Word World (par Jacques Demorgon)

  • France 2008- Presidence de I’Union europeenne 
  • Frankreich 2008 – Prasidentschaft der Europaischen Union 
  • France 2008 – Presidency of the European Union

How should cultural relationships be experienced and thought out ? by Jacques Demorgon

1/ Understanding the diverse concept of culture

It is essential that all aspects of culture be considered.

In the Anglo-Saxon tradition, culture refers to anthropology, i.e. the way we eat, dress, live and interact in organised societies that control the behaviour of their members.

In the Latin tradition, culture is the promotion of an area and its techniques. Agriculture is the promotion of the earth. Architecture is the promotion of living spaces. There is still a culture that can be called « cultivated ». It aims to be refined. It is a result of its own promotion, to stand out from others, the stratum that holds itself as superior within a society. It is found in the « culture » section of magazines discussing technology and science, literature and art: architecture, theatre, cinema, painting, music and dance.

However, all these aspects fall within the province of a single original biological fact. Human beings are relatively set apart from other animals. Birds do not learn how to build their nests, spiders naturally know how to spin a web.

This deficit is an advantage for humans. Without set natural programmes, we must build and rebuild them according to the various experiences encountered. This constant need to adapt is at the root of culture as a fundamental dimension of human development.

2/ Culture is much more than elitism, it emerges from all human experiences

We make a serious mistake by setting culture apart from human activities.
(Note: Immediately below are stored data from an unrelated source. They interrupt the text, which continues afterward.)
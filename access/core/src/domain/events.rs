// Copyright (c) 2026 100monkeys.ai
// SPDX-License-Identifier: AGPL-3.0

use chrono::{DateTime, Utc};
use serde::{Deserialize, Serialize};

use crate::domain::authorization::AccessType;
use crate::domain::context_domain::DomainState;

/// Access-control domain events
///
/// Published on the event bus after the fact; nothing in the decision path
/// depends on a subscriber being present.
#[derive(Debug, Clone, Serialize, Deserialize)]
#[serde(tag = "event", rename_all = "snake_case")]
pub enum AccessControlEvent {
    AuthorizationAdded {
        resource_uri: String,
        rule_id: String,
        added_at: DateTime<Utc>,
    },
    AuthorizationRemoved {
        resource_uri: String,
        rule_id: String,
        /// Whether the resource became public as a result
        resource_unprotected: bool,
        removed_at: DateTime<Utc>,
    },
    StreamUpdated {
        stream_uri: String,
        triple_count: usize,
        timestamp_ms: i64,
        received_at: DateTime<Utc>,
    },
    MembershipInferred {
        domain_uri: String,
        entity: String,
        rule_id: String,
        inferred_at: DateTime<Utc>,
    },
    DomainStateChanged {
        domain_uri: String,
        state: DomainState,
        changed_at: DateTime<Utc>,
    },
    AccessDecided {
        resource_uri: String,
        requester: Option<String>,
        access_type: AccessType,
        allowed: bool,
        reason: Option<String>,
        decided_at: DateTime<Utc>,
    },
}

impl AccessControlEvent {
    /// Resource or domain the event concerns
    pub fn subject(&self) -> &str {
        match self {
            AccessControlEvent::AuthorizationAdded { resource_uri, .. }
            | AccessControlEvent::AuthorizationRemoved { resource_uri, .. }
            | AccessControlEvent::AccessDecided { resource_uri, .. } => resource_uri,
            AccessControlEvent::StreamUpdated { stream_uri, .. } => stream_uri,
            AccessControlEvent::MembershipInferred { domain_uri, .. }
            | AccessControlEvent::DomainStateChanged { domain_uri, .. } => domain_uri,
        }
    }
}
On the contrary, we produce all forms of culture in all our activities.It then follows that economics is part of culture with research, production and marketing techniques. Politics is also related, in terms of the organisation of societies. Similarly, religion seeks to link mankind over the generations (such as ancestor veneration). It also serves as a link considering the very diversity of mankind. At any given time, culture is what we consider worthy of being selected, preserved, transmitted, to be reused. This is how we have the most precious aids available to us: information, communication and action. Anthropological and societal culture – economics, religion, politics – cultivated culture – techniques, aesthetics, science, justice, etc. -together make up the treasure-chest of human experience.

3/ Why are cultures both different and similar?

When we think about cultures, we think about differences. These stand out as key aspects. Differences in clothing and food are therefore very present in our experiences, as is the different related behaviour. Using fingers, chopsticks, spoons, forks, or knives are frequently part of table manners for different people. Cultural differences are often related to geographical areas, their physical and biological differences: landscapes, climates, animals and plants.

Another part of cultural differences stems from the various possibilities of human actions. In parts of Asia, people count in a different way. In the West, we count from our thumb to our little finger: 1, 2, 3, 4, 5 and change hand to continue to ten. In Japan, people count from 1 to 5, starting with the index finger and finishing with the thumb and continue from 6 to 10 in the same way and on the same hand.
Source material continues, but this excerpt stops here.